2021年10月追記 千円台のロジアナで見たほうがベターです。
オシロでは、ノイズなどを見れるですが、通信データの確認は、ロジアナがよいです。
オシロは5万円以上しますが、千円台のロジアナでも結構使えるので、電子工作必携です。

【RTK21】RTKの無線化その2<Base出力をロジアナで見た>


●オシロ波形観察

①正常な受信波形
従来の使い方で、NTRIPに接続して受信したデータをそのまま有線でSerial2 TXで送信
青が、ピンのHIGHLOWでLOOPに入るとHIGH LOOPからでるとLOWです。
黄色がSerial2のTXですが、青と黄色がほぼ同じタイミングででてます。

 


上記の200msecを拡大20usecでみるとLOOPは、13usec付近で回っているみたいです。

②ESP-NOWでパケットで送信した場合
フレーム毎に分割してそのままばらばらと送信すると上記のNTRIP直接のように
きれいな束になってRTCMが送信されてませんでした。

上記を500msecを10msecに拡大すると
総通信時間は80msecで、正常時とあまり変わりがないのですが、波形が2分割されてます。これはESP-NOWのパケットのタイミング次第でばらつきますが、ほとんどが2分割になってでてきます。

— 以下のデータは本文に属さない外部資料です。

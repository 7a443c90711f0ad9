//! Repository sync orchestration
//!
//! A sync run validates the repository URL, probes the store, fetches the
//! index and stops early when its checksum matches the last successful run.
//! Otherwise it replaces the chart set of the repository, imports icons and
//! chart files through the worker pool and finally records the checksum.

use crate::assets::AssetImporter;
use crate::catalog::{Catalog, DeleteSummary};
use crate::checksum::{ChecksumGate, RepoChecksum};
use crate::config::{ChartRepoConfig, SyncSettings};
use crate::error::Result;
use crate::http::NetClient;
use crate::index::{charts_from_index, fetch_repo_index, parse_repo_index, parse_repo_url};
use crate::models::Repo;
use crate::scheduler::{ImportReport, ImportScheduler};
use crate::store::{DocumentStore, open_store};
use chrono::Utc;
use std::sync::Arc;
use std::time::Instant;
use tracing::{info, instrument};

/// How a sync run ended
#[derive(Debug)]
pub enum SyncOutcome {
    /// The index was unchanged since the last successful run
    Skipped { checksum: RepoChecksum },
    /// The catalog was updated from the index
    Synced {
        charts: usize,
        checksum: RepoChecksum,
        report: ImportReport,
    },
}

impl SyncOutcome {
    pub fn checksum(&self) -> &RepoChecksum {
        match self {
            SyncOutcome::Skipped { checksum } | SyncOutcome::Synced { checksum, .. } => checksum,
        }
    }

    pub fn is_skipped(&self) -> bool {
        matches!(self, SyncOutcome::Skipped { .. })
    }
}

/// Entry point of the library.
///
/// # Example
///
/// ```rust,no_run
/// use chart_repo::config::ChartRepoConfig;
/// use chart_repo::sync::ChartRepoSyncer;
///
/// # #[tokio::main]
/// # async fn main() -> Result<(), Box<dyn std::error::Error>> {
/// let config = ChartRepoConfig::load().await?;
/// let syncer = ChartRepoSyncer::from_config(&config).await?;
/// let outcome = syncer
///     .sync_repo("stable", "https://charts.example.com", None)
///     .await?;
/// println!("Index checksum: {}", outcome.checksum());
/// # Ok(())
/// # }
/// ```
#[derive(Clone)]
pub struct ChartRepoSyncer {
    catalog: Catalog,
    net: NetClient,
    settings: SyncSettings,
}

impl ChartRepoSyncer {
    pub fn new(store: Arc<dyn DocumentStore>, net: NetClient, settings: SyncSettings) -> Self {
        Self {
            catalog: Catalog::new(store),
            net,
            settings,
        }
    }

    /// Opens the configured store and HTTP client.
    pub async fn from_config(config: &ChartRepoConfig) -> Result<Self> {
        let store = open_store(&config.get_expanded_storage_config()).await?;
        let net = NetClient::new(&config.http).await?;
        Ok(Self::new(store, net, config.sync.clone()))
    }

    pub fn catalog(&self) -> &Catalog {
        &self.catalog
    }

    /// Synchronizes one repository into the catalog.
    ///
    /// Index, URL and store failures abort the run before the checksum is
    /// recorded. Individual icon or archive failures are only reported in
    /// the returned [`ImportReport`].
    #[instrument(name = "sync.repo", skip(self, repo_url, authorization_header), fields(repo = %repo_name))]
    pub async fn sync_repo(
        &self,
        repo_name: &str,
        repo_url: &str,
        authorization_header: Option<&str>,
    ) -> Result<SyncOutcome> {
        let start = Instant::now();
        let url = parse_repo_url(repo_url)?;
        self.catalog.check_ready().await?;

        let repo = Repo::new(repo_name, url.as_str())
            .with_authorization(authorization_header.map(str::to_string));
        let raw_index = fetch_repo_index(&self.net, &repo).await?;
        let checksum = RepoChecksum::compute(&raw_index);

        let gate = ChecksumGate::new(self.catalog.clone());
        if gate.should_skip(repo_name, &raw_index).await? {
            info!(checksum = %checksum, "Skipping repository since there are no updates");
            return Ok(SyncOutcome::Skipped { checksum });
        }

        let index = parse_repo_index(&raw_index)?;
        let charts = charts_from_index(&index, &repo);
        self.catalog.import_charts(&repo, &charts).await?;

        let importer = AssetImporter::new(
            self.net.clone(),
            self.catalog.clone(),
            self.settings.icon_size,
        );
        let report = ImportScheduler::new(self.settings.workers)
            .run(Arc::new(importer), &charts)
            .await?;

        gate.record_success(repo_name, &checksum, Utc::now()).await?;
        info!(
            charts = charts.len(),
            failures = report.failures.len(),
            elapsed_ms = start.elapsed().as_millis() as u64,
            "Stored repository update in cache"
        );

        Ok(SyncOutcome::Synced {
            charts: charts.len(),
            checksum,
            report,
        })
    }

    /// Removes a repository and everything imported from it.
    pub async fn delete_repo(&self, repo_name: &str) -> Result<DeleteSummary> {
        self.catalog.check_ready().await?;
        self.catalog.delete_repo(repo_name).await
    }
}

③LOOP内での遅延、外乱でもNO RTKになる現象
たまたま、ログ表示で、Serial.print(data,HEX)をSerial.print(data)ノーフォーマットで
流したら、TeraTerm画面は化け文字だらけになるのですが、それとともに、F9PもNO RTKになってしまうという珍現象を発見しました。これもオシロで観察しました。
青のタイミングがGNDと3.3Vレベルに届いてない鈍った波形になってます。
それとともに、黄色のTXも多少ばらついてます。
ESP32かM5のどちらかがぼろいのは明白ですが、F9Pmo外乱に弱いと思います。

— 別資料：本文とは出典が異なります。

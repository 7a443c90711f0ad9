//! Test fixtures: repository indexes, chart archives and icons

use flate2::Compression;
use flate2::write::GzEncoder;
use image::{DynamicImage, ImageFormat, Rgba, RgbaImage};
use serde_json::{Map, Value, json};
use std::io::Cursor;

pub const SVG_ICON: &str =
    r#"<svg xmlns="http://www.w3.org/2000/svg" width="10" height="10"><rect width="10" height="10"/></svg>"#;

pub const README: &str = "# WordPress\n\nBlogging platform.\n";
pub const VALUES: &str = "image: wordpress\nreplicas: 1\n";
pub const SCHEMA: &str = r#"{"type": "object"}"#;

/// One version entry of an index, digest derived from name and version.
pub fn chart_entry(name: &str, version: &str, created: &str, url: &str) -> Value {
    json!({
        "apiVersion": "v1",
        "name": name,
        "version": version,
        "appVersion": format!("{version}-app"),
        "created": created,
        "description": format!("{name} chart"),
        "home": format!("https://{name}.example.com"),
        "keywords": [name],
        "maintainers": [{"name": "Jane Doe", "email": "jane@example.com"}],
        "sources": [format!("https://github.com/example/{name}")],
        "digest": digest_for(name, version),
        "urls": [url],
    })
}

pub fn digest_for(name: &str, version: &str) -> String {
    format!("sha256-{name}-{version}")
}

pub fn with_icon(mut entry: Value, icon: &str) -> Value {
    entry["icon"] = json!(icon);
    entry
}

pub fn deprecated(mut entry: Value) -> Value {
    entry["deprecated"] = json!(true);
    entry
}

pub fn with_digest(mut entry: Value, digest: &str) -> Value {
    entry["digest"] = json!(digest);
    entry
}

/// Serializes entries into an `index.yaml`, grouping them by chart name and
/// keeping their order within a chart.
pub fn index_yaml(entries: Vec<Value>) -> String {
    let mut grouped: Map<String, Value> = Map::new();
    for entry in entries {
        let name = entry["name"].as_str().unwrap().to_string();
        grouped
            .entry(name)
            .or_insert_with(|| Value::Array(vec![]))
            .as_array_mut()
            .unwrap()
            .push(entry);
    }

    serde_yaml::to_string(&json!({
        "apiVersion": "v1",
        "entries": grouped,
        "generated": "2024-01-01T00:00:00Z",
    }))
    .unwrap()
}

/// gzip-compressed tar archive with the given `(path, content)` entries.
pub fn tarball(entries: &[(&str, &str)]) -> Vec<u8> {
    let encoder = GzEncoder::new(Vec::new(), Compression::default());
    let mut builder = tar::Builder::new(encoder);
    for (path, content) in entries {
        let mut header = tar::Header::new_gnu();
        header.set_size(content.len() as u64);
        header.set_mode(0o644);
        header.set_cksum();
        builder
            .append_data(&mut header, path, content.as_bytes())
            .unwrap();
    }
    builder.into_inner().unwrap().finish().unwrap()
}

/// Archive of a chart with README, values and schema.
pub fn chart_tarball(name: &str) -> Vec<u8> {
    let chart_yaml = format!("{name}/Chart.yaml");
    let readme = format!("{name}/README.md");
    let values = format!("{name}/values.yaml");
    let schema = format!("{name}/values.schema.json");
    tarball(&[
        (chart_yaml.as_str(), "name: chart\n"),
        (readme.as_str(), README),
        (values.as_str(), VALUES),
        (schema.as_str(), SCHEMA),
    ])
}

pub fn png_icon(width: u32, height: u32) -> Vec<u8> {
    let img = RgbaImage::from_pixel(width, height, Rgba([10, 120, 200, 255]));
    let mut out = Vec::new();
    DynamicImage::ImageRgba8(img)
        .write_to(&mut Cursor::new(&mut out), ImageFormat::Png)
        .unwrap();
    out
}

この程度の変化でF9Pは、NoRTKになってしまいます。
●考察
①F9Pは、RTCMの受信タイミングに非常に敏感であること判った。
通常のシリアル通信では、問題にならないような微妙な変化でもNo RTKになる。
現象1:RTCMデータが30msec遅れて2分割ではいるとNO RTKとなる
現象2:NTRIP受信して送信するLOOPでのちょとした外乱でNORTKになります。
例えば、M5系のみ使えるprintfを使うと NORTKになります。
Serial2.print(data);//F9Pへ送信
Serial.printf(“%x,”,data);//これをやるとNo RTKでダメだった

しかし、F9P送信後でも、Arduino の正規のprint命令

  Serial.print(data);
            Serial.print(“,”);//これなら、RTK OKになります。
これも、M5特有のシリアル命令を使ったりするとシリアル波形が乱れてNGになる
ということみたいです。F9Pでなければこの差を発見することはなかったです。

●結局、Xbeeに戻してみたが無線は有線より安定しません。
昨年、最初にF9PのRTCM送信をXbeeでやったきりで1年ぶりに戻して確認してみると
RTKになるにはなるのですが、マイコンから直接シリアル線でF9Pに接続する場合に比較して、FIX時間が遅くなるし、時々NORTKになったりして、やはり不安定になります。無線系は、アナログ電波の調子によって、通信速度がころころ変わるので、RTCMのタイミングばらつきが大きくなるため、どうしても有線シリアルよりたいRTCMタイミングがきれいにそろって入信できないので、無線では、ベストのRTCMを与えられないというのが結論です。これは、私のようなF9Pの限界ギリギリの速度で使った場合に見られる現象だと思いますので、1Hzとかゆっくりと測位する場合は条件が違ってくると思いますので、鵜呑みにしないでいただければ幸いです。

 

●CPU
どうも、ESP32かM5のシリアル通信の作りがヤバい感じがします。
mbedとかきちんとしたCPUでF9Pを動かしてみたほうがF9Pには良い感じがしました。
mbedも落ち目ですが、いずれもmbed Studioが使いやすくなったら戻ろうと思います。